> **Work order**:
Work through the data and say how many lines contain "PrayerSchedule". The number alone is the answer.

> **Data**:

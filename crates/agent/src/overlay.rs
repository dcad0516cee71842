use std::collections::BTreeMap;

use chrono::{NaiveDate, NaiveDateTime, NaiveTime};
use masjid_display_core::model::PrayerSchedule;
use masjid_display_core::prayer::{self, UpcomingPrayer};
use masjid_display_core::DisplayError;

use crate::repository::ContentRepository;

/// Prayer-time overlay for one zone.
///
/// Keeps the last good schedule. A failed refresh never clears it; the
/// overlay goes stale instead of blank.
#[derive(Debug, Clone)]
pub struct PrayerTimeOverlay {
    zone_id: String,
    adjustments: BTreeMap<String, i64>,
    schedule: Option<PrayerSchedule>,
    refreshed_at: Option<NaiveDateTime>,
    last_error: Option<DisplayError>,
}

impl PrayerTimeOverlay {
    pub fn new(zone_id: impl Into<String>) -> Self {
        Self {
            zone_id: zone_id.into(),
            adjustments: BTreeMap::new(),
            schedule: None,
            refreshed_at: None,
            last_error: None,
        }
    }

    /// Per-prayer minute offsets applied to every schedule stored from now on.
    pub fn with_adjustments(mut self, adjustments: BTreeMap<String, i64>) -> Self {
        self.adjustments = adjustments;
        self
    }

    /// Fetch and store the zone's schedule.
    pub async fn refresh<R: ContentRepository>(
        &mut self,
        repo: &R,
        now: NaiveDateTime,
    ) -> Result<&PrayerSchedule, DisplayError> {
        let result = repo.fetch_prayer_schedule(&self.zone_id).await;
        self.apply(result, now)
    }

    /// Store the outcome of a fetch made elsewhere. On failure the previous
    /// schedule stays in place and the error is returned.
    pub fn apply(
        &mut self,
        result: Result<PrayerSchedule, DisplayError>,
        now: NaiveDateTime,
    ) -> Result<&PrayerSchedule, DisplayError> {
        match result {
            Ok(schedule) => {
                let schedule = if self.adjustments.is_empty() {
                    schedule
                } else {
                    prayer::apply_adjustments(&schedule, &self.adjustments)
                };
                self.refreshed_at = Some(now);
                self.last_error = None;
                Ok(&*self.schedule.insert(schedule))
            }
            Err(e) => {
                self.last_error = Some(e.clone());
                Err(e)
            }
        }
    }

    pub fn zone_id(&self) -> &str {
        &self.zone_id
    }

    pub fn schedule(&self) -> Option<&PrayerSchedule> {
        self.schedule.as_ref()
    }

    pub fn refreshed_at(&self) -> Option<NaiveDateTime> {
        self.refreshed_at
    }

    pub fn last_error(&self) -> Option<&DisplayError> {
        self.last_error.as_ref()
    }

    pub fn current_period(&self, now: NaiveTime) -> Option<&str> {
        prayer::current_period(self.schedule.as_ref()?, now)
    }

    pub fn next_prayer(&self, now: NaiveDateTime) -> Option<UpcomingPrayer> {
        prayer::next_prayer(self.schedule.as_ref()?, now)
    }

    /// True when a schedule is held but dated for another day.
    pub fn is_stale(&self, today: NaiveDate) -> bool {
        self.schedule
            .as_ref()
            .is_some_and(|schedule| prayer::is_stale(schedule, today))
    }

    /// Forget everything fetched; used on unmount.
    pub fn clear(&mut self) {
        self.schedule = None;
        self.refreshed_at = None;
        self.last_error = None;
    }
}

---

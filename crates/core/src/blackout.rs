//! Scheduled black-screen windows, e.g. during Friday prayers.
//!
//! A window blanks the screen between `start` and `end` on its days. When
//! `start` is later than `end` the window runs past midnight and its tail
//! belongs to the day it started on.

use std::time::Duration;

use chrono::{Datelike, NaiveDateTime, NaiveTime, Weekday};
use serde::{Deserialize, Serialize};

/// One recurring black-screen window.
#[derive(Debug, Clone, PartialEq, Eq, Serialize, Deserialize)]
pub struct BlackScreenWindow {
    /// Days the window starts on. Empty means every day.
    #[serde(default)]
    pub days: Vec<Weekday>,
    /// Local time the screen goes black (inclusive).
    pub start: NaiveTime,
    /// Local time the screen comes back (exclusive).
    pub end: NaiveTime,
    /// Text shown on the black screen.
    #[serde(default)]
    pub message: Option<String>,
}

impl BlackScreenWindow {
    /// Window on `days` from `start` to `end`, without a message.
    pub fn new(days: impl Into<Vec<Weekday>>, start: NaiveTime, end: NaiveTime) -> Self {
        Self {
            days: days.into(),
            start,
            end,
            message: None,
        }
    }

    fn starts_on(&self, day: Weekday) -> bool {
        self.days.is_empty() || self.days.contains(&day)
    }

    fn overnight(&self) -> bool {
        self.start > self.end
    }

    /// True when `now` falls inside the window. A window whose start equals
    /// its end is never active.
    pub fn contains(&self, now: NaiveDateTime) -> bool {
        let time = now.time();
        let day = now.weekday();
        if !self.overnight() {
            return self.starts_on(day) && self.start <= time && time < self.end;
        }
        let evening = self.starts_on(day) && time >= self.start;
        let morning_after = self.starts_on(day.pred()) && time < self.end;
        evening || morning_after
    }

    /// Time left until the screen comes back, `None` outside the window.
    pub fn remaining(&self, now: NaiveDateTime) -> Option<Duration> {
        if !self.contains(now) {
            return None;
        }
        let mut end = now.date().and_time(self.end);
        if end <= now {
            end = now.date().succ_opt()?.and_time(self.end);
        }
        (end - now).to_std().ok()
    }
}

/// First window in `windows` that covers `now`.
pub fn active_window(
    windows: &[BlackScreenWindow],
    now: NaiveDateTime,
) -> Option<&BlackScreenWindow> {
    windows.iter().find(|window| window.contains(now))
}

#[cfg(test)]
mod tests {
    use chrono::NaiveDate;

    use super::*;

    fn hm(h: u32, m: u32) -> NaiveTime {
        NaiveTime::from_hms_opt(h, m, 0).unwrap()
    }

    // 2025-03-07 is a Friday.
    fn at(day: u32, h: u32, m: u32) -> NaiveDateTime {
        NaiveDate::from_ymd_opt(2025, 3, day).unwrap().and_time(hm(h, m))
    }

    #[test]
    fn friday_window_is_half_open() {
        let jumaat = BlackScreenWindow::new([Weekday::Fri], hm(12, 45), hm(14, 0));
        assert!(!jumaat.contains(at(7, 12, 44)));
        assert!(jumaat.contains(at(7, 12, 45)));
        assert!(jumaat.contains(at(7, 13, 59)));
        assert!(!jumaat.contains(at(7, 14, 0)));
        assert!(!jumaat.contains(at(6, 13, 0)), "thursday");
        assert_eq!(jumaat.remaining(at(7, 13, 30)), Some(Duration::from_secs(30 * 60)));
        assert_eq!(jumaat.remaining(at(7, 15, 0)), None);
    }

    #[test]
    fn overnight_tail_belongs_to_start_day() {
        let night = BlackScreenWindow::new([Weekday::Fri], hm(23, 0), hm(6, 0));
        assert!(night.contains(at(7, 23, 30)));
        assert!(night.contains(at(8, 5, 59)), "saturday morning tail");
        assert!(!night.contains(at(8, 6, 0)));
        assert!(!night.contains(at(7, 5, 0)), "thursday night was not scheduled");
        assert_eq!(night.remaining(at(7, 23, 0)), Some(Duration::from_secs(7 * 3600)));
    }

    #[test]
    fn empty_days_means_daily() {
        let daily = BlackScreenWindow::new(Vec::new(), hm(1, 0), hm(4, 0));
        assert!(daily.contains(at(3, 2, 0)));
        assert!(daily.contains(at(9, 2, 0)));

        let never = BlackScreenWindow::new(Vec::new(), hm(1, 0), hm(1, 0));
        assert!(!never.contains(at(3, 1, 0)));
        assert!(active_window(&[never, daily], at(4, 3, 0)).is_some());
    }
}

> **Result**:
6